Im vergangenen Jahr wurde laut Gayk auf 1.840 Datenpannen hingewiesen
Im vergangenen Jahr wurde laut Gayk auf 1.840 Datenpannen hingewiesen
(© Zerbor - stock.adobe.com)

In ihrem neuen Jahresbericht kritisiert die NRW-Datenschutzbeauftragte Bettina Gayk Polizei und Staatsanwaltschaften. So habe die Polizei bei ihren Ermittlungen gegen mutmaßliche rechtsextreme Netzwerke in den eigenen Reihen sämtliche Telefonnummern aus den Mobiltelefonen der Verdächtigen an über 20 Sicherheitsbehörden übermittelt.

Dies seien mehr als 12.500 Rufnummern mit den entsprechenden Anschlussinhabern gewesen, gegen die meist keinerlei Verdacht bestanden habe, heißt es in dem 130 Seiten starken Bericht an den Landtag.

Dies sei weder zulässig noch verhältnismäßig gewesen, kritisiert die Datenschutzbeauftragte Bettina Gayk. Ohne vorherige Auswertung der Chat-Daten hätten Ermittlungsansätze überhaupt nicht erkannt werden können. Der Datenabgleich „ins Blaue hinein“ habe solche Ermittlungsansätze erst zutage fördern sollen.

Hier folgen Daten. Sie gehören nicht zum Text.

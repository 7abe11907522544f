use serde::Deserialize;
use serde_json::{Map, Value};

pub const TAG_SOURCE_FILE: &str = "SourceFile";
pub const TAG_DATE_STAMP: &str = "EXIF:GPSDateStamp";
pub const TAG_LATITUDE: &str = "EXIF:GPSLatitude";
pub const TAG_LATITUDE_REF: &str = "EXIF:GPSLatitudeRef";
pub const TAG_LONGITUDE: &str = "EXIF:GPSLongitude";
pub const TAG_LONGITUDE_REF: &str = "EXIF:GPSLongitudeRef";
pub const TAG_TIME_STAMP: &str = "EXIF:GPSTimeStamp";

/// Tags requested from the extractor for every file.
pub const GPS_TAGS: &[&str] = &[
    TAG_DATE_STAMP,
    TAG_LATITUDE,
    TAG_LATITUDE_REF,
    TAG_LONGITUDE,
    TAG_LONGITUDE_REF,
    TAG_TIME_STAMP,
];

/// One unvalidated tag dictionary, as returned by the extractor for one
/// file. Tags absent from the file are missing keys, not nulls.
#[derive(Debug, Clone, Deserialize)]
pub struct RawMetadata(pub Map<String, Value>);

impl RawMetadata {
    pub fn str_tag(&self, tag: &str) -> Option<&str> {
        self.0.get(tag).and_then(Value::as_str)
    }

    pub fn num_tag(&self, tag: &str) -> Option<f64> {
        self.0.get(tag).and_then(Value::as_f64)
    }

    pub fn source_file(&self) -> Option<&str> {
        self.str_tag(TAG_SOURCE_FILE)
    }
}

/// Raw metadata annotated with its validation result.
#[derive(Debug, Clone)]
pub struct TaggedRecord {
    pub raw: RawMetadata,
    pub valid: bool,
}
use thiserror::Error;

#[derive(Debug, Error)]
pub enum StorageError {
    #[error("database error: {0}")]
    Database(#[from] rusqlite::Error),

    #[error("filesystem error: {0}")]
    Fs(#[from] std::io::Error),

    #[error("internal error: {0}")]
    Internal(#[from] anyhow::Error),
}
use std::path::Path;

use anyhow::anyhow;
use log::debug;
use rusqlite::Connection;

use crate::{
    config,
    storage::{error::StorageError, schema},
};

fn open_in_memory() -> Result<Connection, rusqlite::Error> {
    Connection::open_in_memory()
}

fn open_from_file(path: &Path) -> Result<Connection, rusqlite::Error> {
    Connection::open(path)
}

/// Open-or-create: a fresh database file gets the schema created before
/// any operation runs, an existing one is attached as-is and never
/// migrated.
pub fn open(config: &config::Database) -> Result<Connection, StorageError> {
    let db = if config.in_memory {
        open_in_memory()?
    } else {
        let path = config
            .path
            .as_ref()
            .ok_or_else(|| anyhow!("database path missing from config"))?;
        debug!("opening location database {}", path.display());
        open_from_file(path)?
    };
    schema::init(&db)?;
    Ok(db)
}

#[cfg(test)]
mod tests {
    use crate::{
        config,
        storage::{db::open, schema},
    };
    use tempfile::TempDir;

    #[test]
    fn open_in_memory_db_initializes_schema() {
        let db = open(&config::Database {
            in_memory: true,
            path: None,
        })
        .unwrap();

        let mut stmt = db
            .prepare("SELECT name FROM sqlite_master WHERE type='table'")
            .unwrap();

        let tables: Vec<String> = stmt
            .query_map([], |row| row.get(0))
            .unwrap()
            .map(|r| r.unwrap())
            .collect();

        for table in schema::tables::ALL_TABLES {
            assert!(tables.contains(&table.to_string()));
        }
    }

    #[test]
    fn reopening_an_existing_file_keeps_its_rows() {
        let tmp = TempDir::new().unwrap();
        let config = config::Database {
            in_memory: false,
            path: Some(tmp.path().join("location.db")),
        };

        {
            let db = open(&config).unwrap();
            db.execute(
                "INSERT INTO location (album, filepath, latitude, longitude)
                 VALUES ('trip', '/a.jpg', 1.0, 2.0)",
                [],
            )
            .unwrap();
        }

        let db = open(&config).unwrap();
        let count: i64 = db
            .query_row("SELECT COUNT(*) FROM location", [], |row| row.get(0))
            .unwrap();
        assert_eq!(count, 1);
    }

    #[test]
    fn missing_path_for_on_disk_db_is_an_error() {
        let result = open(&config::Database {
            in_memory: false,
            path: None,
        });
        assert!(result.is_err());
    }
}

Es sei zwar richtig und wichtig, gegen rechtsextreme Netzwerke vorzugehen, der legitime Zweck müsse aber auch mit legitimen Mitteln verfolgt werden.

Palantir-Gotham

Auch mit der Polizei-Meta-Datenbank-Software „Palantir-Gotham“ geht Gayk ins Gericht. Zwar habe das NRW-Innenministerium zahlreiche Anstrengungen unternommen, diese Bündelung von Polizei-Datenbanken datenschutzkonform zu gestalten, dennoch brauche es für den Einsatz ein eigenes Gesetz, eine parlamentarische Legitimation, heißt es im Bericht.

Der Gesetzgeber, nicht die Polizei, müsse entscheiden, welche Straftaten schwer genug seien, um die Zweckbindung der einzelnen Datenbanken aufzuheben und damit auch Daten nicht straffällig gewordener Personen einzubinden. Die Software werte nämlich etwa auch Daten von Anrufern bei der Notrufnummer 110 und von Zeugen aus.

Inzwischen habe der Landtag zwar ein entsprechendes Gesetz beschlossen, das den Einsatz zulässt, ergänzte Gayk am Mittwoch. „Ich hatte mich allerdings für einen engeren Anwendungsrahmen ausgesprochen, als er nun gesetzlich zugelassen wurde.“

Strafverfahren

Auch die Staatsanwaltschaften bekamen von der Datenschützerin ihr Fett weg: Die Rückmeldungen der Staatsanwaltschaften an die Polizei, wie die Strafverfahren ausgegangen seien, seien lückenhaft. Sie seien aber wichtig: Von der Rückmeldung hänge ab, ob die Daten weiter gespeichert werden dürften.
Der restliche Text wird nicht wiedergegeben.